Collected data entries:
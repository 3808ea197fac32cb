//! Plain-text trade ledger: parsing, reconciliation state, append writers,
//! and block compaction.
//!
//! The ledger file is the single source of truth for the whole controller.
//! Every poll cycle re-reads it from disk; nothing in this crate holds
//! authoritative state between calls. Appending is the only mutation the
//! dispatcher and risk evaluator ever perform; compaction is the only code
//! path that rewrites the file, and it does so via temp-file + rename.

pub mod append;
pub mod compact;
pub mod parser;
pub mod paths;
pub mod state;
pub mod types;

pub use append::{
    append_execution, append_order, append_rejection, ExecutionRecord, OrderRecord,
    RejectionRecord,
};
pub use compact::compact_blocks;
pub use parser::{full_symbol, order_from_entry, parse_file, parse_str};
pub use paths::{blocks_dir, ledger_path, trade_dir};
pub use state::{build_state, LedgerState};
pub use types::{LedgerEntry, ParsedOrder, KIND_EXECUTION, KIND_ORDER, KIND_REJECTION};
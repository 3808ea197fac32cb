use std::fs;
use std::path::Path;

use tfs_ledger::{ledger_path, parse_file, trade_dir};
use tfs_risk::{check_risk_rules, load_rules, rules_path};

fn seed_root() -> anyhow::Result<tempfile::TempDir> {
    let dir = tempfile::tempdir()?;
    fs::create_dir_all(trade_dir(dir.path()))?;
    fs::write(ledger_path(dir.path()), "; tradefs append-only trade ledger\n")?;
    Ok(dir)
}

fn write_price(root: &Path, symbol: &str, last: f64) -> anyhow::Result<()> {
    let dir = tfs_quotes::hold_dir(root, symbol);
    fs::create_dir_all(&dir)?;
    fs::write(
        dir.join("overview.json"),
        format!(r#"{{"symbol":"{symbol}","last":{last}}}"#),
    )?;
    Ok(())
}

#[test]
fn stop_loss_appends_closing_order_and_disarms() -> anyhow::Result<()> {
    let root = seed_root()?;
    fs::write(
        rules_path(root.path()),
        r#"{"NVDA.US": {"stop_loss": 100.0}}"#,
    )?;
    write_price(root.path(), "NVDA.US", 95.0)?;

    assert_eq!(check_risk_rules(root.path())?, vec!["NVDA.US"]);

    let entries = parse_file(&ledger_path(root.path()))?;
    let order = entries.iter().find(|e| e.kind == "ORDER").unwrap();
    assert_eq!(order.meta.get("side").map(String::as_str), Some("SELL"));
    assert_eq!(order.meta.get("symbol").map(String::as_str), Some("NVDA.US"));
    assert_eq!(order.meta.get("qty").map(String::as_str), Some("ALL"));
    assert!(order.intent_id().starts_with("risk-NVDA-US-"));
    assert!(order
        .meta
        .get("reason")
        .unwrap()
        .starts_with("STOP_LOSS triggered: last=95.0000 <= stop_loss=100.0000"));

    // The fired rule is gone from the store...
    assert!(load_rules(root.path())?.is_empty());

    // ...so a second pass with the same price appends nothing.
    assert!(check_risk_rules(root.path())?.is_empty());
    let orders = parse_file(&ledger_path(root.path()))?
        .iter()
        .filter(|e| e.kind == "ORDER")
        .count();
    assert_eq!(orders, 1);
    Ok(())
}

#[test]
fn rule_overrides_replace_the_closing_defaults() -> anyhow::Result<()> {
    let root = seed_root()?;
    fs::write(
        rules_path(root.path()),
        r#"{"700.HK": {"take_profit": 350.0, "side": "sell", "qty": "200"}}"#,
    )?;
    write_price(root.path(), "700.HK", 360.0)?;

    assert_eq!(check_risk_rules(root.path())?, vec!["700.HK"]);

    let entries = parse_file(&ledger_path(root.path()))?;
    let order = entries.iter().find(|e| e.kind == "ORDER").unwrap();
    assert_eq!(order.meta.get("qty").map(String::as_str), Some("200"));
    assert!(order
        .meta
        .get("reason")
        .unwrap()
        .starts_with("TAKE_PROFIT triggered"));
    Ok(())
}

#[test]
fn rules_without_fresh_prices_stay_armed() -> anyhow::Result<()> {
    let root = seed_root()?;
    fs::write(
        rules_path(root.path()),
        r#"{"NVDA.US": {"stop_loss": 100.0}, "AMD.US": {"stop_loss": 80.0}}"#,
    )?;
    // Only AMD has a projection, and it is above its stop.
    write_price(root.path(), "AMD.US", 90.0)?;

    assert!(check_risk_rules(root.path())?.is_empty());
    // Nothing fired: both rules survive untouched.
    assert_eq!(load_rules(root.path())?.len(), 2);
    Ok(())
}

#[test]
fn absent_store_is_no_rules_but_malformed_store_is_an_error() -> anyhow::Result<()> {
    let root = seed_root()?;
    assert!(check_risk_rules(root.path())?.is_empty());

    fs::write(rules_path(root.path()), "{not json")?;
    assert!(check_risk_rules(root.path()).is_err());
    Ok(())
}
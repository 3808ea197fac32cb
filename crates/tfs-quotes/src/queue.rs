use std::fs;
use std::io::ErrorKind;
use std::path::PathBuf;

use anyhow::{Context, Result};

/// Directory-backed request queue: the presence of a file is a pending
/// request (its name is the payload, e.g. a symbol), and completing the
/// request deletes the file.
///
/// The filesystem stays the literal queue medium so an operator can inspect
/// or inject requests with `ls` and `touch`. Consumers only see the
/// list-pending / mark-complete contract, so an in-memory channel could
/// stand in behind the same interface.
#[derive(Debug, Clone)]
pub struct TriggerQueue {
    dir: PathBuf,
}

impl TriggerQueue {
    pub fn new(dir: impl Into<PathBuf>) -> Self {
        Self { dir: dir.into() }
    }

    /// Pending request names, sorted for deterministic processing order.
    /// A missing queue directory means "no requests", not an error.
    /// Subdirectories and dotfiles are ignored.
    pub fn pending(&self) -> Result<Vec<String>> {
        let entries = match fs::read_dir(&self.dir) {
            Ok(entries) => entries,
            Err(e) if e.kind() == ErrorKind::NotFound => return Ok(Vec::new()),
            Err(e) => {
                return Err(e).with_context(|| format!("scan queue {}", self.dir.display()))
            }
        };

        let mut names = Vec::new();
        for entry in entries {
            let entry = entry.with_context(|| format!("scan queue {}", self.dir.display()))?;
            let name = entry.file_name().to_string_lossy().into_owned();
            if name.starts_with('.') || entry.path().is_dir() {
                continue;
            }
            names.push(name);
        }
        names.sort();
        Ok(names)
    }

    /// Mark a request complete by removing its trigger file. Removing an
    /// already-gone request is fine (another completion path won the race).
    pub fn complete(&self, name: &str) -> Result<()> {
        match fs::remove_file(self.dir.join(name)) {
            Ok(()) => Ok(()),
            Err(e) if e.kind() == ErrorKind::NotFound => Ok(()),
            Err(e) => Err(e).with_context(|| {
                format!("remove trigger {} from {}", name, self.dir.display())
            }),
        }
    }
}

- BRIEF -
Copy the records above exactly.

- RESULT OF THIS TASK -
repository 3808ea197fac32cb
//! Plain-text trade ledger: parsing, reconciliation state, append writers,
//! and block compaction.
//!
//! The ledger file is the single source of truth for the whole controller.
//! Every poll cycle re-reads it from disk; nothing in this crate holds
//! authoritative state between calls. Appending is the only mutation the
//! dispatcher and risk evaluator ever perform; compaction is the only code
//! path that rewrites the file, and it does so via temp-file + rename.

pub mod append;
pub mod compact;
pub mod parser;
pub mod paths;
pub mod state;
pub mod types;

pub use append::{
    append_execution, append_order, append_rejection, ExecutionRecord, OrderRecord,
    RejectionRecord,
};
pub use compact::compact_blocks;
pub use parser::{full_symbol, order_from_entry, parse_file, parse_str};
pub use paths::{blocks_dir, ledger_path, trade_dir};
pub use state::{build_state, LedgerState};
pub use types::{LedgerEntry, ParsedOrder, KIND_EXECUTION, KIND_ORDER, KIND_REJECTION};
repository 3808ea197fac32cb
use std::fs;
use std::path::Path;

use tfs_ledger::{ledger_path, parse_file, trade_dir};
use tfs_risk::{check_risk_rules, load_rules, rules_path};

fn seed_root() -> anyhow::Result<tempfile::TempDir> {
    let dir = tempfile::tempdir()?;
    fs::create_dir_all(trade_dir(dir.path()))?;
    fs::write(ledger_path(dir.path()), "; tradefs append-only trade ledger\n")?;
    Ok(dir)
}

fn write_price(root: &Path, symbol: &str, last: f64) -> anyhow::Result<()> {
    let dir = tfs_quotes::hold_dir(root, symbol);
    fs::create_dir_all(&dir)?;
    fs::write(
        dir.join("overview.json"),
        format!(r#"{{"symbol":"{symbol}","last":{last}}}"#),
    )?;
    Ok(())
}

#[test]
fn stop_loss_appends_closing_order_and_disarms() -> anyhow::Result<()> {
    let root = seed_root()?;
    fs::write(
        rules_path(root.path()),
        r#"{"NVDA.US": {"stop_loss": 100.0}}"#,
    )?;
    write_price(root.path(), "NVDA.US", 95.0)?;

    assert_eq!(check_risk_rules(root.path())?, vec!["NVDA.US"]);

    let entries = parse_file(&ledger_path(root.path()))?;
    let order = entries.iter().find(|e| e.kind == "ORDER").unwrap();
    assert_eq!(order.meta.get("side").map(String::as_str), Some("SELL"));
    assert_eq!(order.meta.get("symbol").map(String::as_str), Some("NVDA.US"));
    assert_eq!(order.meta.get("qty").map(String::as_str), Some("ALL"));
    assert!(order.intent_id().starts_with("risk-NVDA-US-"));
    assert!(order
        .meta
        .get("reason")
        .unwrap()
        .starts_with("STOP_LOSS triggered: last=95.0000 <= stop_loss=100.0000"));

    // The fired rule is gone from the store...
    assert!(load_rules(root.path())?.is_empty());

    // ...so a second pass with the same price appends nothing.
    assert!(check_risk_rules(root.path())?.is_empty());
    let orders = parse_file(&ledger_path(root.path()))?
        .iter()
        .filter(|e| e.kind == "ORDER")
        .count();
    assert_eq!(orders, 1);
    Ok(())
}

#[test]
fn rule_overrides_replace_the_closing_defaults() -> anyhow::Result<()> {
    let root = seed_root()?;
    fs::write(
        rules_path(root.path()),
        r#"{"700.HK": {"take_profit": 350.0, "side": "sell", "qty": "200"}}"#,
    )?;
    write_price(root.path(), "700.HK", 360.0)?;

    assert_eq!(check_risk_rules(root.path())?, vec!["700.HK"]);

    let entries = parse_file(&ledger_path(root.path()))?;
    let order = entries.iter().find(|e| e.kind == "ORDER").unwrap();
    assert_eq!(order.meta.get("qty").map(String::as_str), Some("200"));
    assert!(order
        .meta
        .get("reason")
        .unwrap()
        .starts_with("TAKE_PROFIT triggered"));
    Ok(())
}

#[test]
fn rules_without_fresh_prices_stay_armed() -> anyhow::Result<()> {
    let root = seed_root()?;
    fs::write(
        rules_path(root.path()),
        r#"{"NVDA.US": {"stop_loss": 100.0}, "AMD.US": {"stop_loss": 80.0}}"#,
    )?;
    // Only AMD has a projection, and it is above its stop.
    write_price(root.path(), "AMD.US", 90.0)?;

    assert!(check_risk_rules(root.path())?.is_empty());
    // Nothing fired: both rules survive untouched.
    assert_eq!(load_rules(root.path())?.len(), 2);
    Ok(())
}

#[test]
fn absent_store_is_no_rules_but_malformed_store_is_an_error() -> anyhow::Result<()> {
    let root = seed_root()?;
    assert!(check_risk_rules(root.path())?.is_empty());

    fs::write(rules_path(root.path()), "{not json")?;
    assert!(check_risk_rules(root.path()).is_err());
    Ok(())
}
repository 3808ea197fac32cb
filename crates/tfs-quotes/src/queue.rs
use std::fs;
use std::io::ErrorKind;
use std::path::PathBuf;

use anyhow::{Context, Result};

/// Directory-backed request queue: the presence of a file is a pending
/// request (its name is the payload, e.g. a symbol), and completing the
/// request deletes the file.
///
/// The filesystem stays the literal queue medium so an operator can inspect
/// or inject requests with `ls` and `touch`. Consumers only see the
/// list-pending / mark-complete contract, so an in-memory channel could
/// stand in behind the same interface.
#[derive(Debug, Clone)]
pub struct TriggerQueue {
    dir: PathBuf,
}

impl TriggerQueue {
    pub fn new(dir: impl Into<PathBuf>) -> Self {
        Self { dir: dir.into() }
    }

    /// Pending request names, sorted for deterministic processing order.
    /// A missing queue directory means "no requests", not an error.
    /// Subdirectories and dotfiles are ignored.
    pub fn pending(&self) -> Result<Vec<String>> {
        let entries = match fs::read_dir(&self.dir) {
            Ok(entries) => entries,
            Err(e) if e.kind() == ErrorKind::NotFound => return Ok(Vec::new()),
            Err(e) => {
                return Err(e).with_context(|| format!("scan queue {}", self.dir.display()))
            }
        };

        let mut names = Vec::new();
        for entry in entries {
            let entry = entry.with_context(|| format!("scan queue {}", self.dir.display()))?;
            let name = entry.file_name().to_string_lossy().into_owned();
            if name.starts_with('.') || entry.path().is_dir() {
                continue;
            }
            names.push(name);
        }
        names.sort();
        Ok(names)
    }

    /// Mark a request complete by removing its trigger file. Removing an
    /// already-gone request is fine (another completion path won the race).
    pub fn complete(&self, name: &str) -> Result<()> {
        match fs::remove_file(self.dir.join(name)) {
            Ok(()) => Ok(()),
            Err(e) if e.kind() == ErrorKind::NotFound => Ok(()),
            Err(e) => Err(e).with_context(|| {
                format!("remove trigger {} from {}", name, self.dir.display())
            }),
        }
    }
}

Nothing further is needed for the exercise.